>>>

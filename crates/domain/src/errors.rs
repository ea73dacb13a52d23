//! Domain-level errors

use thiserror::Error;

use crate::entities::TurnState;

/// Errors that can occur in the domain layer
#[derive(Debug, Error)]
pub enum DomainError {
    /// Malformed provider call identifier
    #[error("Invalid call identifier: {0}")]
    InvalidCallSid(String),

    /// Malformed clip identifier
    #[error("Invalid clip identifier: {0}")]
    InvalidClipId(String),

    /// The turn state machine does not allow this move
    #[error("Invalid turn transition: {from} -> {to}")]
    InvalidTransition { from: TurnState, to: TurnState },

    /// A turn was completed after the session reached its limit
    #[error("Turn limit of {max} reached")]
    TurnLimitReached { max: u32 },

    /// Entity not found
    #[error("{entity_type} not found: {id}")]
    NotFound { entity_type: String, id: String },

    /// Validation failed
    #[error("Validation failed: {0}")]
    ValidationError(String),
}

impl DomainError {
    /// Create a not found error
    pub fn not_found(entity_type: impl Into<String>, id: impl Into<String>) -> Self {
        Self::NotFound {
            entity_type: entity_type.into(),
            id: id.into(),
        }
    }
}

#[cfg(test)]
mod tests {
    use super::*;

    #[test]
    fn not_found_creates_correct_error() {
        let err = DomainError::not_found("CallSession", "CA123");
        match err {
            DomainError::NotFound { entity_type, id } => {
                assert_eq!(entity_type, "CallSession");
                assert_eq!(id, "CA123");
            },
            _ => unreachable!("Expected NotFound error"),
        }
    }

    #[test]
    fn not_found_error_message_is_correct() {
        let err = DomainError::not_found("Clip", "abc");
        assert_eq!(err.to_string(), "Clip not found: abc");
    }

    #[test]
    fn invalid_call_sid_error_message() {
        let err = DomainError::InvalidCallSid("empty".to_string());
        assert_eq!(err.to_string(), "Invalid call identifier: empty");
    }

    #[test]
    fn invalid_transition_error_message() {
        let err = DomainError::InvalidTransition {
            from: TurnState::Terminated,
            to: TurnState::Generating,
        };
        assert_eq!(
            err.to_string(),
            "Invalid turn transition: terminated -> generating"
        );
    }

    #[test]
    fn turn_limit_error_message() {
        let err = DomainError::TurnLimitReached { max: 3 };
        assert_eq!(err.to_string(), "Turn limit of 3 reached");
    }

    #[test]
    fn validation_error_message() {
        let err = DomainError::ValidationError("field is required".to_string());
        assert_eq!(err.to_string(), "Validation failed: field is required");
    }
}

<<<

WORK TASK: Retype only this portion of the data above: the line containing "allow this move", the line containing "Entity not found", and all lines between them, exactly.

TASK OUTPUT:
    /// The turn state machine does not allow this move
    #[error("Invalid turn transition: {from} -> {to}")]
    InvalidTransition { from: TurnState, to: TurnState },

    /// A turn was completed after the session reached its limit
    #[error("Turn limit of {max} reached")]
    TurnLimitReached { max: u32 },

    /// Entity not found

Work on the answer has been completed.